We were very saddened to learn that our brother Fr David Sanders OP has died, after a courageous battle with cancer. Although he spent the last twenty years based in Oxford, he was a leading light at Blackfriars, Cambridge during the 1980s and 1990s. Fr Aidan Nichols remembers Fr David’s Cambridge years.

Father David Sanders was a central figure to Blackfriars Priory as I knew it in the early 1980s.  His combination of passion for the Scriptures and a lively interest in other human beings, laced with humour and a dash of unction, drew undergraduates to him in the context of the Bible Study Group at Fisher House (never short of members in his time) and the University’s Divinity faculty where he supervised’ in New Testament studies.  A rather elderly community of friars was seeking reinvigoration through reinvention as a ‘mixed community’ of friars and graduate students (with the occasional fourth year undergraduate), and he was the perfect advert for what such an institution might offer.  In manner he was extremely English, yet he gravitated to overseas students, the more exotic the better.  He had the benefit of a broad ‘Third World’ experience: as a schoolmaster in East Africa following his own University studies in London, in work with the internationalist outreach of a lay Catholic organization which he kept up throughout his Ordination training at Blackfriars Oxford, and via his first Dominican ‘assignation’, to Kingston Jamaica, to teach Scripture in the archdiocesan seminary there from a base in St Theresa’s parish, then run by the long-established Grenada Dominicans with assistance from the Home Province.   The Jamaican experience gave him a lifelong love for the Caribbean world, where he regularly refreshed his contacts by lecture tours, wisely scheduled for the less clement months of the British calendar, and in his last years David was the enthusiastic coordinator the St.
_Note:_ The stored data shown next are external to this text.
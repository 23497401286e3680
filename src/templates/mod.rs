//! Bare HTML page shell around rendered notes
//!
//! Layout and styling live outside this crate; these helpers only produce
//! enough markup to browse the routes: a navigation list, the note body and
//! a generic not-found page.

use html_escape::{encode_double_quoted_attribute, encode_text};

use crate::content::{DirectoryNode, Post, Slug};

/// Stylesheet path for the highlight theme, relative to the site root
pub const HIGHLIGHT_CSS: &str = "highlight.css";

/// Full page for a note
pub fn post_page(site_title: &str, post: &Post, body_html: &str, nav: &DirectoryNode) -> String {
    let updated = post
        .last_modified
        .map(|t| {
            format!(
                "<p class=\"updated\">Updated <time datetime=\"{}\">{}</time></p>\n",
                t.to_rfc3339(),
                t.format("%Y-%m-%d")
            )
        })
        .unwrap_or_default();

    let main = format!(
        "<article>\n<header><h1 class=\"title\">{}</h1>\n{}</header>\n{}</article>",
        encode_text(&post.title),
        updated,
        body_html
    );

    layout(
        &format!("{} | {}", post.title, site_title),
        nav_html(nav, Some(&post.slug)).as_str(),
        &main,
    )
}

/// Generic page for slugs that do not resolve
pub fn not_found_page(site_title: &str, nav: &DirectoryNode) -> String {
    layout(
        &format!("Not found | {}", site_title),
        &nav_html(nav, None),
        "<article>\n<h1>Page not found</h1>\n<p>There is no note at this address.</p>\n</article>",
    )
}

fn layout(title: &str, nav: &str, main: &str) -> String {
    format!(
        r#"<!DOCTYPE html>
<html>
<head>
<meta charset="utf-8">
<meta name="viewport" content="width=device-width, initial-scale=1">
<title>{}</title>
<link rel="stylesheet" href="/{}">
</head>
<body>
<nav>
{}</nav>
<main>
{}
</main>
</body>
</html>
"#,
        encode_text(title),
        HIGHLIGHT_CSS,
        nav,
        main
    )
}

/// Nested `<ul>` mirroring the directory tree
pub fn nav_html(tree: &DirectoryNode, current: Option<&Slug>) -> String {
    let mut out = String::new();
    push_directory(&mut out, tree, current);
    out
}

fn push_directory(out: &mut String, dir: &DirectoryNode, current: Option<&Slug>) {
    out.push_str("<ul>\n");

    for file in &dir.files {
        let class = if current == Some(&file.slug) {
            " class=\"current\""
        } else {
            ""
        };
        out.push_str(&format!(
            "<li{}><a href=\"{}\">{}</a></li>\n",
            class,
            encode_double_quoted_attribute(&file.slug.url_path()),
            encode_text(&file.name)
        ));
    }

    for child in &dir.children {
        out.push_str(&format!(
            "<li class=\"dir\"><span>{}</span>\n",
            encode_text(&child.name)
        ));
        push_directory(out, child, current);
        out.push_str("</li>\n");
    }

    out.push_str("</ul>\n");
}

#[cfg(test)]
mod tests {
    use super::*;
    use crate::content::FileNode;

    fn tree() -> DirectoryNode {
        let mut root = DirectoryNode::new("notes", Vec::new());
        let mut js = DirectoryNode::new("03. JavaScript", vec!["03. JavaScript".to_string()]);
        js.files
            .push(FileNode::new("closures", "03. JavaScript/closures.md"));
        root.files.push(FileNode::new("index", "index.md"));
        root.children.push(js);
        root
    }

    #[test]
    fn test_nav_links_are_encoded() {
        let html = nav_html(&tree(), None);
        assert!(html.contains(r#"<a href="/">index</a>"#));
        assert!(html.contains(r#"<a href="/03.%20JavaScript/closures/">closures</a>"#));
        assert!(html.contains("<span>03. JavaScript</span>"));
    }

    #[test]
    fn test_nav_marks_current() {
        let current: Slug = ["03. JavaScript", "closures"].into_iter().collect();
        let html = nav_html(&tree(), Some(&current));
        assert!(html.contains(r#"<li class="current"><a href="/03.%20JavaScript/closures/">"#));
    }

    #[test]
    fn test_post_page_escapes_title() {
        let post = Post::new(
            ["x"].into_iter().collect(),
            "<b>Tags</b> & more".to_string(),
            String::new(),
            "x.md".to_string(),
        );
        let html = post_page("Site", &post, "<p>body</p>", &tree());
        assert!(html.contains("&lt;b&gt;Tags&lt;/b&gt; &amp; more"));
        assert!(html.contains("<p>body</p>"));
    }

    #[test]
    fn test_not_found_page() {
        let html = not_found_page("Site", &tree());
        assert!(html.contains("Page not found"));
        assert!(html.contains("<title>Not found | Site</title>"));
    }
}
Martin Mission campaign, which raises money for the Dominican apostolate in the Caribbean.

David’s elder brother John, a former senior army officer who sadly predeceased him a couple of years ago, had occasional doubts about the probity of David’s politics, described as a pale shade of pink, yet unbeknownst to all but a few David had been taking part in Roger Scruton’s enterprise of smuggling Western intellectuals into meetings with Czech dissidents in pre-Velvet Revolution Prague.   His social concerns did, however, include those of the classic Left, and he viewed with incomprehension the insistence of the Blackfriars Librarian, the Dante scholar Kenelm Foster, that paperback translations of the works of Liberation Theology he had acquired would have to be housed on the landing outside the Library proper.  David was a powerful preacher, who emulated Karl Barth’s maxim that the homilist should have the Bible in one hand, the daily newspaper in the other.  I recall his horror when through ignorance I assigned that formula in his hearing to Billy Graham.  David’s departure for Blackfriars Oxford in the later 1990s was fully compatible with his continued Scripture teaching, now transferred to the Hall-Studium, but his role as master of students inevitably altered the chemistry of his easy interaction with the young which worked so well in the Cambridge setting.  There will be many Cambridge students of that era who will shed a tear at his passing.

May he rest in peace.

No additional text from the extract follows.